La causa è dovuta ai vantaggi di sopravvivenza di chi per scarti genetici, appunto, è più adatto all’ambiente. Se una tartaruga in una zona delle Galapagos è diversa da una tartaruga della stessa specie in un’altra zona delle Galapagos, la ragione è semplice: i mutamenti genetici permettono a un tipo di tartaruga di sopravvivere in un luogo anziché in un altro che esige altre caratteristiche. Darwin capovolge Lamarck: il mutamento non è dovuto a un organo creato per adattarsi all’ambiente, non è dovuto all’ambiente, l’organo nasce al nostro interno, è genetico, e ci consente un migliore adattamento all’ambiente, quindi sopravvivenza e riproduzione. Ma la teoria di Darwin, è necessario insistere, non concepisce un “diritto” o perfino un “dovere” del più forte a prevalere.

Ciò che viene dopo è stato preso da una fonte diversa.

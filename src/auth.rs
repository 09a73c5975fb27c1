//! Credential provider backed by a cached authorized-user token file.
//!
//! The interactive consent flow runs out-of-band; this module only consumes
//! its token file. A still-valid cached token is returned without any network
//! call; an expired one is refreshed against the OAuth token endpoint and the
//! updated blob is written back atomically (temp file, then rename).

use std::fs;
use std::path::{Path, PathBuf};
use std::sync::Arc;

use chrono::{Duration, Utc};
use reqwest::Client;
use tokio::sync::RwLock;
use tracing::{debug, info};

use crate::error::AuthError;
use crate::models::{AuthorizedUser, TokenResponse};

/// Authenticator for Google APIs using a persisted authorized-user token.
#[derive(Clone)]
pub struct Authenticator {
    token_path: Arc<PathBuf>,
    http: Client,
    cached: Arc<RwLock<Option<AuthorizedUser>>>,
}

impl Authenticator {
    /// Create an authenticator reading and writing the given token file.
    /// The file is not touched until the first [`token`](Self::token) call.
    pub fn new<P: AsRef<Path>>(token_path: P) -> Self {
        Self {
            token_path: Arc::new(token_path.as_ref().to_path_buf()),
            http: Client::new(),
            cached: Arc::new(RwLock::new(None)),
        }
    }

    /// Get a valid access token, refreshing and persisting if necessary.
    pub async fn token(&self) -> Result<String, AuthError> {
        let now = Utc::now();

        {
            let cached = self.cached.read().await;
            if let Some(user) = cached.as_ref() {
                if user.is_valid_at(now) {
                    return Ok(user.token.clone());
                }
            }
        }

        let mut cached = self.cached.write().await;

        // Re-check under the write lock; another caller may have refreshed.
        if let Some(user) = cached.as_ref() {
            if user.is_valid_at(now) {
                return Ok(user.token.clone());
            }
        }

        let user = match cached.take() {
            Some(user) => user,
            None => self.load_token_file()?,
        };

        if user.is_valid_at(now) {
            let token = user.token.clone();
            *cached = Some(user);
            return Ok(token);
        }

        let refreshed = self.refresh(user).await?;
        self.persist(&refreshed)?;
        let token = refreshed.token.clone();
        *cached = Some(refreshed);
        Ok(token)
    }

    fn load_token_file(&self) -> Result<AuthorizedUser, AuthError> {
        if !self.token_path.exists() {
            return Err(AuthError::ReauthorizationRequired(format!(
                "token cache {} not found; run the consent flow and place its token file there",
                self.token_path.display()
            )));
        }
        let content = fs::read_to_string(self.token_path.as_ref())?;
        let user: AuthorizedUser = serde_json::from_str(&content)?;
        debug!(path = %self.token_path.display(), "token cache loaded");
        Ok(user)
    }

    /// Exchange the refresh token for a new access token.
    async fn refresh(&self, user: AuthorizedUser) -> Result<AuthorizedUser, AuthError> {
        let refresh_token = user.refresh_token.clone().ok_or_else(|| {
            AuthError::ReauthorizationRequired(
                "cached token is expired and carries no refresh token".to_string(),
            )
        })?;

        let params = [
            ("client_id", user.client_id.as_str()),
            ("client_secret", user.client_secret.as_str()),
            ("grant_type", "refresh_token"),
            ("refresh_token", refresh_token.as_str()),
        ];

        let response = self.http.post(&user.token_uri).form(&params).send().await?;
        let status = response.status();

        if !status.is_success() {
            let body = response.text().await.unwrap_or_default();
            // invalid_grant means the refresh token itself was revoked or
            // expired, which only a new consent flow can fix.
            if body.contains("invalid_grant") {
                return Err(AuthError::ReauthorizationRequired(format!(
                    "refresh token no longer accepted: {}",
                    body
                )));
            }
            return Err(AuthError::RefreshRejected {
                status: status.as_u16(),
                body,
            });
        }

        let token_response: TokenResponse = response.json().await?;
        let expiry = Utc::now() + Duration::seconds(token_response.expires_in as i64);

        let mut refreshed = user;
        refreshed.token = token_response.access_token;
        refreshed.expiry = Some(expiry.to_rfc3339());
        // The endpoint may omit the refresh token on rotation; keep the old one.
        if let Some(new_refresh) = token_response.refresh_token {
            refreshed.refresh_token = Some(new_refresh);
        }

        info!("access token refreshed");
        Ok(refreshed)
    }

    /// Write the token blob next to its final path, then rename into place so
    /// a failed write never leaves a truncated cache behind.
    fn persist(&self, user: &AuthorizedUser) -> Result<(), AuthError> {
        let tmp_path = self.token_path.with_extension("json.tmp");
        let content = serde_json::to_string_pretty(user)?;
        fs::write(&tmp_path, content)?;
        fs::rename(&tmp_path, self.token_path.as_ref())?;
        debug!(path = %self.token_path.display(), "token cache persisted");
        Ok(())
    }
}
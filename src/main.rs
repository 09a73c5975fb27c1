//! drivelink CLI - link open helpdesk tickets to Shared Drive content.

use std::path::PathBuf;

use anyhow::{Context, Result};
use clap::{Parser, Subcommand};
use tracing_subscriber::EnvFilter;

use drivelink::{Authenticator, Config, DriveClient, Runner, TicketClient};

/// Batch tool linking helpdesk tickets to matching Shared Drive files.
#[derive(Parser)]
#[command(name = "drivelink")]
#[command(author, version, about, long_about = None)]
struct Cli {
    /// Path to the JSON configuration file.
    #[arg(long, env = "DRIVELINK_CONFIG", default_value = "config.json")]
    config: PathBuf,

    #[command(subcommand)]
    command: Commands,
}

#[derive(Subcommand)]
enum Commands {
    /// Process all open tickets created today (the batch job).
    Run,

    /// Search the configured drive tree for a term and print the matches.
    Search {
        /// Term to search file and folder names for.
        term: String,
    },

    /// Print the raw ticket record (diagnostic).
    ViewTicket {
        /// Ticket ID.
        id: String,
    },
}

#[tokio::main]
async fn main() -> Result<()> {
    tracing_subscriber::fmt()
        .with_env_filter(EnvFilter::try_from_default_env().unwrap_or_else(|_| EnvFilter::new("info")))
        .init();

    let cli = Cli::parse();

    let config = Config::from_file(&cli.config)
        .with_context(|| format!("Failed to load configuration from {:?}", cli.config))?;

    let auth = Authenticator::new(&config.token_file);
    let tickets = TicketClient::new(
        config.ticket_api_base.clone(),
        config.api_key.clone(),
        config.udf_field.clone(),
        config.ticket_start_index,
        config.ticket_row_count,
    );

    match cli.command {
        Commands::Run => {
            // Fail the whole run up front if no usable credential exists.
            auth.token().await.context("Failed to obtain Drive credentials")?;

            let drive = DriveClient::new(auth, config.shared_drive_id.clone());
            let report = Runner::new(config, drive, tickets).run().await;

            println!(
                "linked: {}  no-match: {}  filtered: {}  errors: {}",
                report.linked, report.no_match, report.filtered, report.errors
            );
        }

        Commands::Search { term } => {
            auth.token().await.context("Failed to obtain Drive credentials")?;

            let drive = DriveClient::new(auth, config.shared_drive_id.clone());
            let items = drivelink::search(&drive, &config.folder_id, &term, &config.excluded_extensions)
                .await
                .with_context(|| format!("Drive search failed for term: {}", term))?;

            if items.is_empty() {
                println!("No matching files or folders found.");
            } else {
                println!("{:<44} {:<40} {}", "ID", "NAME", "LINK");
                println!("{}", "-".repeat(100));
                for item in items {
                    println!("{}", item);
                }
            }
        }

        Commands::ViewTicket { id } => {
            let raw = tickets.view_ticket(&id).await;
            println!("{}", serde_json::to_string_pretty(&raw)?);
        }
    }

    Ok(())
}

Prevale il più adatto all’ambiente, il quale non è necessariamente il migliore, piuttosto chi in un ambiente dato ha caratteri che gli permettono la sopravvivenza, potrebbe essere una entità violenta, schifosa. Lo scarafaggio ha grandi capacità di sopravvivenza in ambienti degradati ma è uno scarafaggio. Al limite potrebbe accadere, ed è opinione sostenuta, che i batteri o taluni insetti o animali siano più duraturi dell’uomo ma è problematico definirli migliori di noi. E in una stessa specie possono affermarsi “tipi” violenti, astuti, omicidi. Come accennavamo occorre distinguere, la sopravvivenza di chi ha organi più adatti a sopravvivere non è la sopravvivenza del più forte meno che mai del migliore. Ne vedremo le conseguenze sociali. Karl Marx e Friedrich Nietzsche si disputeranno in forme antagoniste la concezione di Charles Darwin.